Olympic medal record
Art competitions
1924 Paris Sculpture

Biography

The fourth child of the marriage of Paul Gauguin (1848–1903) and Mette Sophie Gad (1850–1920), Jean René Gauguin was born in Paris in 1881. His family moved to Copenhagen in 1884 where his father briefly and unsuccessfully tried making a living as a tarpaulin salesman. Six months on, his father left Copenhagen for Paris and beyond to pursue his life of creativity and wanderlust. Jean René last saw his father at age ten when Paul spent two weeks in Copenhagen before leaving for Tahiti. They had little communication as Jean René spoke no French at that time and his father spoke no Danish.

Jean René was raised in Copenhagen by his mother Mette and maternal grandparents. Albeit from a bourgeois Danish family he was brought up in very modest circumstances. At the age of eight he fell out a third floor window and sustained severe injuries from which he recovered. He left school in 1895 and undertook an 11-month sailor's training program. Thereafter he apprenticed as a carpenter but hated the trade and went back to working as a sailor.

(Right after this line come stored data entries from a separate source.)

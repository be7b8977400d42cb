//! Update packages, the server manifest and version ordering.

use serde::{Deserialize, Serialize};
use std::cmp::Ordering;

/// Release metadata served at `<base>/api/updates/latest`.
#[derive(Debug, Clone, PartialEq, Eq, Serialize, Deserialize)]
pub struct UpdateManifest {
    /// Release version, dotted numeric (e.g. "2.1.0").
    pub version: String,
    /// Where the package bytes live.
    pub download_url: String,
    /// Where the detached signature lives.
    pub signature_url: String,
    /// Human-readable release notes.
    #[serde(default)]
    pub release_notes: String,
    /// Declared package size in bytes (0 when unknown).
    #[serde(default)]
    pub file_size: u64,
    /// Declared SHA-256 of the package, hex (empty when absent).
    #[serde(default)]
    pub checksum: String,
}

/// A fetched update: package bytes plus detached signature.
///
/// Nothing in this crate writes or runs an `UpdatePackage`; it must first
/// be sealed into a [`crate::update::VerifiedUpdate`].
#[derive(Clone, PartialEq, Eq)]
pub struct UpdatePackage {
    /// Package bytes.
    pub payload: Vec<u8>,
    /// Detached signature over `payload`.
    pub signature: Vec<u8>,
    /// Version the server claims this package is.
    pub declared_version: String,
    /// Declared SHA-256 of `payload`, hex.
    pub checksum: Option<String>,
}

impl std::fmt::Debug for UpdatePackage {
    fn fmt(&self, f: &mut std::fmt::Formatter<'_>) -> std::fmt::Result {
        f.debug_struct("UpdatePackage")
            .field("payload_len", &self.payload.len())
            .field("signature_len", &self.signature.len())
            .field("declared_version", &self.declared_version)
            .field("checksum", &self.checksum)
            .finish()
    }
}

fn parse_version(version: &str) -> Option<Vec<u64>> {
    let version = version.trim();
    let version = version.strip_prefix('v').unwrap_or(version);
    version
        .split('.')
        .map(|part| part.parse::<u64>().ok())
        .collect()
}

/// Compare dotted numeric versions, padding the shorter with zeros.
///
/// Returns `None` if either side is not purely numeric.
pub fn compare_versions(a: &str, b: &str) -> Option<Ordering> {
    let mut a = parse_version(a)?;
    let mut b = parse_version(b)?;
    let len = a.len().max(b.len());
    a.resize(len, 0);
    b.resize(len, 0);
    Some(a.cmp(&b))
}

/// Whether `candidate` is strictly newer than `current`.
///
/// Unparseable versions are never newer.
pub fn is_newer_version(candidate: &str, current: &str) -> bool {
    match compare_versions(candidate, current) {
        Some(ordering) => ordering == Ordering::Greater,
        None => {
            tracing::warn!(candidate, current, "Invalid version format");
            false
        }
    }
}
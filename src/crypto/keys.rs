//! Public key loading.
//!
//! Keys arrive as SubjectPublicKeyInfo PEM (`-----BEGIN PUBLIC KEY-----`).
//! RSA keys may also be PKCS#1 (`-----BEGIN RSA PUBLIC KEY-----`).

use crate::DepotGuardError;
use ed25519_dalek::VerifyingKey;
use rsa::pkcs1::DecodeRsaPublicKey;
use rsa::pkcs8::{DecodePublicKey, EncodePublicKey};
use rsa::traits::PublicKeyParts;
use rsa::RsaPublicKey;
use sha2::{Digest, Sha256};

/// Smallest RSA modulus accepted, in bits.
pub const MIN_RSA_BITS: usize = 2048;

/// A decoded public key.
#[derive(Debug, Clone)]
pub enum PublicKeyMaterial {
    /// RSA key used with PSS/SHA-256.
    Rsa(RsaPublicKey),
    /// Ed25519 key.
    Ed25519(VerifyingKey),
}

impl PublicKeyMaterial {
    /// Parse a PEM public key.
    pub fn from_pem(pem: &str) -> Result<Self, DepotGuardError> {
        let pem = pem.trim();
        if pem.is_empty() {
            return Err(DepotGuardError::ConfigError(
                "public key is empty".to_string(),
            ));
        }

        if pem.starts_with("-----BEGIN RSA PUBLIC KEY-----") {
            let key = RsaPublicKey::from_pkcs1_pem(pem).map_err(|e| {
                DepotGuardError::ConfigError(format!("Invalid RSA public key: {}", e))
            })?;
            return Self::checked_rsa(key);
        }

        if let Ok(key) = RsaPublicKey::from_public_key_pem(pem) {
            return Self::checked_rsa(key);
        }

        <VerifyingKey as ed25519_dalek::pkcs8::DecodePublicKey>::from_public_key_pem(pem)
            .map(PublicKeyMaterial::Ed25519)
            .map_err(|e| {
                DepotGuardError::ConfigError(format!(
                    "Unsupported or malformed public key: {}",
                    e
                ))
            })
    }

    fn checked_rsa(key: RsaPublicKey) -> Result<Self, DepotGuardError> {
        let bits = key.n().bits();
        if bits < MIN_RSA_BITS {
            return Err(DepotGuardError::ConfigError(format!(
                "RSA public key too small: {} bits (minimum {})",
                bits, MIN_RSA_BITS
            )));
        }
        Ok(PublicKeyMaterial::Rsa(key))
    }

    /// Hex SHA-256 of the DER-encoded SubjectPublicKeyInfo.
    pub fn fingerprint(&self) -> Result<String, DepotGuardError> {
        let der: Result<Vec<u8>, String> = match self {
            PublicKeyMaterial::Rsa(key) => key
                .to_public_key_der()
                .map(|doc| doc.as_bytes().to_vec())
                .map_err(|e| e.to_string()),
            PublicKeyMaterial::Ed25519(key) => {
                ed25519_dalek::pkcs8::EncodePublicKey::to_public_key_der(key)
                    .map(|doc| doc.as_bytes().to_vec())
                    .map_err(|e| e.to_string())
            }
        };
        let der = der.map_err(|e| {
            DepotGuardError::ConfigError(format!("Cannot encode public key: {}", e))
        })?;
        Ok(hex::encode(Sha256::digest(&der)))
    }
}
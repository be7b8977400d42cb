//! License claims.
//!
//! [`LicenseClaims`] has private fields and no `Deserialize` impl: the only
//! way to obtain one is through [`crate::license::LicenseValidator`], after
//! the signature has been checked.

use super::LicenseRejection;
use chrono::{DateTime, NaiveDate, NaiveDateTime, TimeZone, Utc};
use serde::Deserialize;
use serde_json::Value;
use std::collections::BTreeSet;

/// Wire shape of the signed payload.
#[derive(Debug, Deserialize)]
struct RawClaims {
    #[serde(rename = "issuedTo", alias = "customer", default)]
    subject: Option<String>,
    #[serde(default)]
    expiry: Option<Value>,
    #[serde(alias = "features", default)]
    entitlements: Vec<String>,
    #[serde(default)]
    email: Option<String>,
    #[serde(default)]
    issued: Option<Value>,
    #[serde(alias = "maxUsers", default)]
    max_users: Option<u32>,
}

/// Verified license claims.
#[derive(Debug, Clone, PartialEq, Eq)]
pub struct LicenseClaims {
    subject: String,
    expiry: DateTime<Utc>,
    entitlements: BTreeSet<String>,
    email: Option<String>,
    issued_at: Option<DateTime<Utc>>,
    max_users: Option<u32>,
}

impl LicenseClaims {
    /// Parse verified payload bytes.
    pub(crate) fn from_payload(payload: &[u8]) -> Result<Self, LicenseRejection> {
        let raw: RawClaims =
            serde_json::from_slice(payload).map_err(|_| LicenseRejection::Claims)?;

        let subject = raw
            .subject
            .map(|s| s.trim().to_string())
            .filter(|s| !s.is_empty())
            .ok_or(LicenseRejection::Claims)?;
        let expiry = raw
            .expiry
            .as_ref()
            .and_then(parse_timestamp)
            .ok_or(LicenseRejection::Claims)?;
        let issued_at = match raw.issued.as_ref() {
            None | Some(Value::Null) => None,
            Some(value) => Some(parse_timestamp(value).ok_or(LicenseRejection::Claims)?),
        };

        Ok(Self {
            subject,
            expiry,
            entitlements: raw.entitlements.into_iter().collect(),
            email: raw.email,
            issued_at,
            max_users: raw.max_users,
        })
    }

    /// Who the license was issued to.
    pub fn subject(&self) -> &str {
        &self.subject
    }

    /// Expiry instant (UTC).
    pub fn expiry(&self) -> DateTime<Utc> {
        self.expiry
    }

    /// Granted entitlement codes.
    pub fn entitlements(&self) -> &BTreeSet<String> {
        &self.entitlements
    }

    /// Whether `code` is among the granted entitlements.
    pub fn has_entitlement(&self, code: &str) -> bool {
        self.entitlements.contains(code)
    }

    /// Contact email, if present.
    pub fn email(&self) -> Option<&str> {
        self.email.as_deref()
    }

    /// Issue instant, if present.
    pub fn issued_at(&self) -> Option<DateTime<Utc>> {
        self.issued_at
    }

    /// Seat limit, if present.
    pub fn max_users(&self) -> Option<u32> {
        self.max_users
    }

    /// Whole days left before expiry, floored at zero.
    pub fn days_until_expiry(&self, now: DateTime<Utc>) -> i64 {
        (self.expiry - now).num_days().max(0)
    }
}

/// Accept RFC 3339, naive ISO date-time (UTC), plain date or epoch seconds.
fn parse_timestamp(value: &Value) -> Option<DateTime<Utc>> {
    match value {
        Value::Number(n) => Utc.timestamp_opt(n.as_i64()?, 0).single(),
        Value::String(s) => {
            let s = s.trim();
            if let Ok(dt) = DateTime::parse_from_rfc3339(s) {
                return Some(dt.with_timezone(&Utc));
            }
            if let Ok(naive) = NaiveDateTime::parse_from_str(s, "%Y-%m-%dT%H:%M:%S%.f") {
                return Some(naive.and_utc());
            }
            if let Ok(naive) = NaiveDateTime::parse_from_str(s, "%Y-%m-%d %H:%M:%S%.f") {
                return Some(naive.and_utc());
            }
            NaiveDate::parse_from_str(s, "%Y-%m-%d")
                .ok()
                .and_then(|d| d.and_hms_opt(0, 0, 0))
                .map(|naive| naive.and_utc())
        }
        _ => None,
    }
}
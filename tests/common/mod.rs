//! Shared helpers for integration tests.

#![allow(dead_code)]

use depotguard::{
    HandlerError, NotificationConfig, NotificationServer, ParsedNotification, SystemClock,
};
use std::sync::{Arc, Mutex};
use std::time::Duration;

pub const LICENSE_PUB: &str = include_str!("../fixtures/license_public_key.pem");
pub const UPDATE_PUB: &str = include_str!("../fixtures/update_public_key.pem");
pub const UPDATE_ED25519_PUB: &str = include_str!("../fixtures/update_ed25519_public_key.pem");
pub const VALID_LICENSE: &str = include_str!("../fixtures/valid_license.token");
pub const PACKAGE: &[u8] = include_bytes!("../fixtures/update_package.bin");
pub const PACKAGE_SIG: &[u8] = include_bytes!("../fixtures/update_package.sig");
pub const PACKAGE_SHA256: &str = include_str!("../fixtures/update_package.sha256");

/// Listener config bound to loopback on an ephemeral port.
pub fn local_config() -> NotificationConfig {
    NotificationConfig {
        host: "127.0.0.1".to_string(),
        port: 0,
        drain_timeout_ms: 2_000,
        ..Default::default()
    }
}

/// A running listener with a recording handler.
pub struct Harness {
    pub server: NotificationServer,
    pub url: String,
    pub seen: Arc<Mutex<Vec<ParsedNotification>>>,
}

impl Harness {
    pub fn start(config: NotificationConfig) -> Self {
        let path = config.path.clone();
        let server = NotificationServer::new(config, Arc::new(SystemClock)).unwrap();
        let seen = Arc::new(Mutex::new(Vec::new()));
        let sink = Arc::clone(&seen);
        server.register_handler(move |n: ParsedNotification| -> Result<(), HandlerError> {
            sink.lock().unwrap().push(n);
            Ok(())
        });
        let addr = server.start().unwrap();
        Self {
            server,
            url: format!("http://{}{}", addr, path),
            seen,
        }
    }

    pub fn base(&self) -> String {
        format!("http://{}", self.server.local_addr().unwrap())
    }

    pub fn seen(&self) -> Vec<ParsedNotification> {
        self.seen.lock().unwrap().clone()
    }
}

pub fn client() -> reqwest::blocking::Client {
    reqwest::blocking::Client::builder()
        .timeout(Duration::from_secs(10))
        .build()
        .unwrap()
}

pub fn json_body(response: reqwest::blocking::Response) -> serde_json::Value {
    response.json().unwrap()
}
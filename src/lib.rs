//! # Depotguard
//!
//! **Security and ingress layer for the warehouse desktop app.**
//!
//! Depotguard accepts bank notifications relayed by a phone on the local
//! network, decides at startup whether the application is licensed, and
//! verifies signed application updates before they touch disk.
//!
//! ## Features
//!
//! - **Notification listener**: a local HTTP endpoint with method, media
//!   type, origin, shared-secret, body-size, payload and per-source rate
//!   gates; accepted notifications fan out to registered handlers
//! - **UI hand-off**: handlers run off the UI thread; the UI drains a
//!   bounded queue
//! - **Signed licenses**: RSA-PSS (SHA-256, max salt) or Ed25519 tokens with
//!   expiry and entitlement checks, enforced per environment
//! - **Signed updates**: package signature (and optional SHA-256) verified
//!   in memory; only a verified package can be staged
//!
//! ## Quickstart
//!
//! ```no_run
//! use depotguard::{Environment, GuardConfig, KeySource, Services, SystemClock};
//! use std::sync::Arc;
//!
//! fn main() -> Result<(), depotguard::DepotGuardError> {
//!     let config = GuardConfig::new(
//!         KeySource::Path("keys/license.pem".into()),
//!         KeySource::Path("keys/update.pem".into()),
//!     );
//!     let mut services = Services::build(config, Arc::new(SystemClock))?;
//!
//!     let key = std::env::var("LICENSE_KEY").ok();
//!     services.license.validate_startup(key.as_deref(), Environment::Production)?;
//!
//!     services.start_notifications()?;
//!     while let Some(notification) = services.ui_receiver.blocking_recv() {
//!         println!("{}", notification.content);
//!     }
//!     Ok(())
//! }
//! ```
//!
//! ## Threat Model
//!
//! Depotguard protects against:
//! - **Forged licenses**: tokens must verify against the embedded key
//! - **Tampered updates**: unsigned or modified packages never reach disk
//! - **LAN abuse**: oversized, malformed, unauthenticated and flooding
//!   requests are refused before any handler runs
//!
//! Update signatures cover the package bytes only. The manifest version is
//! not signed, so a hostile mirror can offer an older signed build under a
//! newer version number. Serve manifests over TLS from a trusted host.
//!
//! Depotguard does **not** prevent binary patching. Client-side licensing
//! can always be bypassed by a determined attacker with access to the
//! binary.

#![warn(missing_docs)]

// Core modules
pub mod clock;
pub mod config;
pub mod errors;

// Crypto layer
pub mod crypto;

// Licensing
pub mod license;
pub mod policy;
pub mod manager;

// Updates
pub mod update;

// Notification ingress
pub mod notify;

// Composition root
pub mod services;

// Re-exports for public API
pub use clock::{Clock, SystemClock};
pub use config::{GuardConfig, KeySource, NotificationConfig, RateLimitConfig, UpdateClientConfig};
pub use crypto::verify::{SignatureAlgorithm, SignatureVerifier};
pub use errors::{DepotGuardError, ErrorClass};
pub use license::{LicenseClaims, LicenseRejection, LicenseValidator};
pub use manager::{Environment, LicenseManager, StartupLicense};
pub use notify::{
    ui_channel, HandlerError, HandlerId, NotificationHandler, NotificationKind,
    NotificationServer, ParsedNotification, UiReceiver,
};
pub use policy::access::SeatCaps;
pub use services::Services;
pub use update::{
    StagedUpdate, UpdateClient, UpdateManifest, UpdatePackage, UpdateStager, UpdateVerifier,
    VerifiedUpdate,
};

#[cfg(any(test, feature = "test-seams"))]
pub use clock::MockClock;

In 1904 shortly after Paul Gauguin's death he inherited three of his father's paintings that he immediately sold. With these funds he traveled throughout Europe, venturing as far as Greece, visiting museums and viewing monuments wherever he went. These travels initiated his long artistic career.

He loved to travel and visited his birthplace, Paris a number times learning French fluently. In 1927 he set off on an extremely long cycling tour of France. Starting in Lyon, he pedaled on to Montpellier, Lyon, Avignon, Narbonne, Toulouse, Orléans, Paris, Dunkerque, and completed the feat with a return leg all the way to Copenhagen. He visited Portugal in 1930 and visited Paris anew in 1937. Despite his wanderlust, his life and work remained rooted in Copenhagen. He was an outspoken socialist, not afraid to make his political views known. In December 1913 Jean René married Clara Federsen (1889–1966), from this marriage was born a son Pierre Sylvester. They settled at Nyhavn 33, Copenhagen but later separated. He married a second time 1935 with cartoonist Sys Poulsen (1909–1999) and from this union was born Lulu Gauguin in 1937. He is buried with a simple gravestone in the Vor Frelser cemetery in Copenhagen.

His work

Jean René Gauguin was an active and prolific ceramist and sculptor from 1910 until shortly before his death in 1961. His ceramic production pieces were made in collaboration with Sleiss of Gmunden (Austria), Bing & Grøndahl, Copenhagen and Manufacture nationale de Sèvres. His earliest works were wood carvings however these rapidly evolved into bronze castings of athletes, dancers, centaurs, and classically inspired male and female torsos.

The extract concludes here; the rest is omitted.